The move is a major milestone in the development of next-generation infrastructure for cross-border payments between Singapore and India, and is closely aligned with the G20’s financial inclusion priorities of driving faster, cheaper and more transparent cross-border payments, he said.

According to Pramod Varma, CTO, EkStep Foundation, Chief Architect Aadhaar & India Stack, similar integration and interoperability is also likely to happen with Dubai and a few other countries soon.

Global Finternet

Digital Public Infrastructure (DPI) must harness and align three key pillars — creating a level playing ground, driving innovation and competitiveness and productivity gains. It is now time to create a global Finternet led by G20 members which will have shared open protocols and policies allowing real time financial networks across various countries to be globally interoperable, Varma said.

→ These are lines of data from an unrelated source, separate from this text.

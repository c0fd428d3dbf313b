use std::{error::Error, path::PathBuf};

use clap::Parser;
use repo_diagram::{models::Models, service::server, Controller, OpenAiLlm, Settings};
use tracing::{info, Level};
use tracing_subscriber::fmt;

#[derive(Parser, Debug)]
#[command(about = "Generate architecture diagrams of GitHub repositories with an LLM")]
struct Args {
	/// Optional TOML settings file, overridden by `REPO_DIAGRAM__*` environment variables.
	#[arg(long, default_value = "config.toml")]
	config_path: PathBuf,
	/// Log level
	#[arg(long, default_value = "info")]
	log_level: Level,
	/// Chat model generating the diagrams.
	#[arg(long, value_enum, default_value_t = Models::default())]
	model: Models,
}

#[actix_web::main]
async fn main() -> Result<(), Box<dyn Error>> {
	let args = Args::parse();

	let subscriber = fmt::Subscriber::builder().with_max_level(args.log_level).finish();
	tracing::subscriber::set_global_default(subscriber)?;

	info!(task = "tracing_setup", result = "success", "tracing successfully set up");

	dotenvy::dotenv().ok();

	info!(task = "dotenv_setup", result = "success", "dotenv loaded successfully");

	let settings = Settings::new(&args.config_path)?;

	info!(
		task = "settings_setup",
		result = "success",
		config_path = %args.config_path.display(),
		"settings loaded successfully"
	);

	let http = repo_diagram::http_client()?;
	let llm = OpenAiLlm::new(args.model, settings.llm.api_base.clone(), http.clone());
	let controller = Controller::new(&settings, llm, http);

	info!(
		task = "controller_setup",
		result = "success",
		model = args.model.name(),
		policy = ?controller.policy(),
		"controller set up"
	);

	server::run(&settings, controller).await?;

	Ok(())
}
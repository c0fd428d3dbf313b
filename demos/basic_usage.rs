use async_trait::async_trait;
use repo_diagram::{
	controller::GenerateInput, models::Tokens, source::UploadedFile, Controller, Credentials,
	DiagramKind, DiagramSyntax, GenerateError, Llm, PromptMessage, Session, Settings,
};

// A model that answers without calling any API, listing the lines of the uploaded file.
#[derive(Debug, Default, Clone, Copy)]
struct OfflineLlm;

#[async_trait]
impl Llm for OfflineLlm {
	type Request = String;

	fn name(&self) -> &'static str {
		"offline"
	}

	fn max_context_tokens(&self) -> Tokens {
		4_096
	}

	fn build_messages(&self, msgs: Vec<PromptMessage>) -> Result<Vec<Self::Request>, GenerateError> {
		Ok(msgs.into_iter().map(|msg| msg.content).collect())
	}

	async fn prompt(
		&self,
		_credentials: &Credentials,
		msgs: Vec<Self::Request>,
	) -> Result<String, GenerateError> {
		let source = msgs.last().ok_or(GenerateError::FailedToGetContent)?;
		let nodes = source
			.lines()
			.skip(1)
			.filter(|line| !line.trim().is_empty())
			.enumerate()
			.map(|(i, line)| format!("    n{}[\"{}\"]", i, line.trim().replace('"', "'")))
			.collect::<Vec<_>>();

		Ok(format!("flowchart TD\n{}", nodes.join("\n")))
	}
}

#[tokio::main]
async fn main() -> Result<(), Box<dyn std::error::Error>> {
	let settings = Settings::default();
	let controller = Controller::new(&settings, OfflineLlm, repo_diagram::http_client()?);

	let upload = UploadedFile {
		name: "pipeline.py".to_string(),
		content: "download()\nconvert()\nupload()\n".to_string(),
	};
	let input = GenerateInput::upload(upload, "not-a-real-key")
		.with_diagram(DiagramKind::Flowchart, DiagramSyntax::Mermaid);

	let mut session = Session::default();
	let outcome = controller.generate(&mut session, input).await;

	println!("state: {:?}", outcome.state);
	println!("{}", outcome.view.text);
	for notification in outcome.notifications {
		println!("{:?}: {}", notification.level, notification.text);
	}

	Ok(())
}
use std::{net::SocketAddr, path::Path};

use config::{Config as LibConfig, Environment, File};
use serde::Deserialize;
use url::Url;

use crate::{controller::PipelinePolicy, render::RenderStrategy};

/// Environment variable prefix, nested keys are separated by `__`
/// (`REPO_DIAGRAM__SERVER__ADDR`).
pub const ENV_PREFIX: &str = "REPO_DIAGRAM";
/// Fallback source of the default API key.
pub const OPENAI_API_KEY_ENV: &str = "OPENAI_API_KEY";

#[derive(Debug, Clone, Default, Deserialize)]
#[serde(default, deny_unknown_fields)]
pub struct Settings {
	pub server: ServerSettings,
	pub github: GithubSettings,
	pub llm: LlmSettings,
	pub render: RenderSettings,
	pub pipeline: PipelineSettings,
}

#[derive(Debug, Clone, Deserialize)]
#[serde(default, deny_unknown_fields)]
pub struct ServerSettings {
	pub addr: SocketAddr,
	/// Largest accepted JSON body, uploads included.
	pub max_payload_bytes: usize,
	/// Sessions idle for longer than this are dropped.
	pub session_ttl_secs: u64,
}

impl Default for ServerSettings {
	fn default() -> Self {
		Self {
			addr: SocketAddr::from(([127, 0, 0, 1], 8050)),
			max_payload_bytes: 10 * 1024 * 1024,
			session_ttl_secs: 60 * 60,
		}
	}
}

#[derive(Debug, Clone, Deserialize)]
#[serde(default, deny_unknown_fields)]
pub struct GithubSettings {
	/// REST API serving repository metadata and tree listings.
	pub api_url: Url,
	/// Raw content mirror.
	pub raw_url: Url,
	/// Host of the repository URLs entered by users.
	pub web_url: Url,
	/// Pin every fetch to this branch instead of the repository's default branch.
	pub branch: Option<String>,
	/// Branch used when the default branch cannot be resolved.
	pub fallback_branch: String,
}

impl Default for GithubSettings {
	fn default() -> Self {
		Self {
			api_url: Url::parse("https://api.github.com/").expect("valid url"),
			raw_url: Url::parse("https://raw.githubusercontent.com/").expect("valid url"),
			web_url: Url::parse("https://github.com/").expect("valid url"),
			branch: None,
			fallback_branch: "main".to_string(),
		}
	}
}

#[derive(Debug, Clone, Deserialize)]
#[serde(default, deny_unknown_fields)]
pub struct LlmSettings {
	/// Base URL of an OpenAI compatible chat completion API.
	pub api_base: String,
	/// Default API key pre-filled in the form.
	pub api_key: Option<String>,
}

impl Default for LlmSettings {
	fn default() -> Self {
		Self { api_base: "https://api.openai.com/v1".to_string(), api_key: None }
	}
}

#[derive(Debug, Clone, Deserialize)]
#[serde(default, deny_unknown_fields)]
pub struct RenderSettings {
	pub strategy: RenderStrategy,
	pub mermaid_ink_url: Url,
	pub plantuml_url: Url,
}

impl Default for RenderSettings {
	fn default() -> Self {
		Self {
			strategy: RenderStrategy::default(),
			mermaid_ink_url: Url::parse("https://mermaid.ink/").expect("valid url"),
			plantuml_url: Url::parse("https://www.plantuml.com/plantuml/").expect("valid url"),
		}
	}
}

#[derive(Debug, Clone, Deserialize)]
#[serde(default, deny_unknown_fields)]
pub struct PipelineSettings {
	pub policy: PipelinePolicy,
	/// Repository pre-filled in the form.
	pub example_repo_url: String,
}

impl Default for PipelineSettings {
	fn default() -> Self {
		Self {
			policy: PipelinePolicy::default(),
			example_repo_url: "https://github.com/parmsam/yt-dl-pipeline".to_string(),
		}
	}
}

impl Settings {
	/// Layer the optional settings file and `REPO_DIAGRAM__*` environment variables over the
	/// defaults.
	pub fn new(config_path: &Path) -> Result<Self, config::ConfigError> {
		let mut builder = LibConfig::builder();
		if config_path.exists() {
			builder = builder.add_source(File::from(config_path));
		}
		builder = builder.add_source(Environment::with_prefix(ENV_PREFIX).separator("__"));

		builder.build()?.try_deserialize()
	}

	/// API key pre-filled in the form: `llm.api_key`, then `OPENAI_API_KEY`, then empty.
	pub fn default_api_key(&self) -> String {
		self.llm
			.api_key
			.clone()
			.filter(|key| !key.trim().is_empty())
			.or_else(|| std::env::var(OPENAI_API_KEY_ENV).ok())
			.unwrap_or_default()
	}
}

However, the biggest issue in such integration is the legal hurdles and data sharing regulations, Mohanty said. “Practical and strategic understanding is needed (to integrate systems from different countries).,” he said.

Other partnerships

According to Dilip Asbe, MD & CEO, National Payment Corporation of India, 3-4 countries have expressed their intent for adopting UPI and India will provide the technical know-how, software and handholding support to these countries. “MoUs will be signed with these countries for adopting UPI,” he said. It might take 2-3 years for the implementation.

NPCI has been trying to bring down the cost for UPI platform to below $1 million for greater adoption, particularly among low income countries, he said.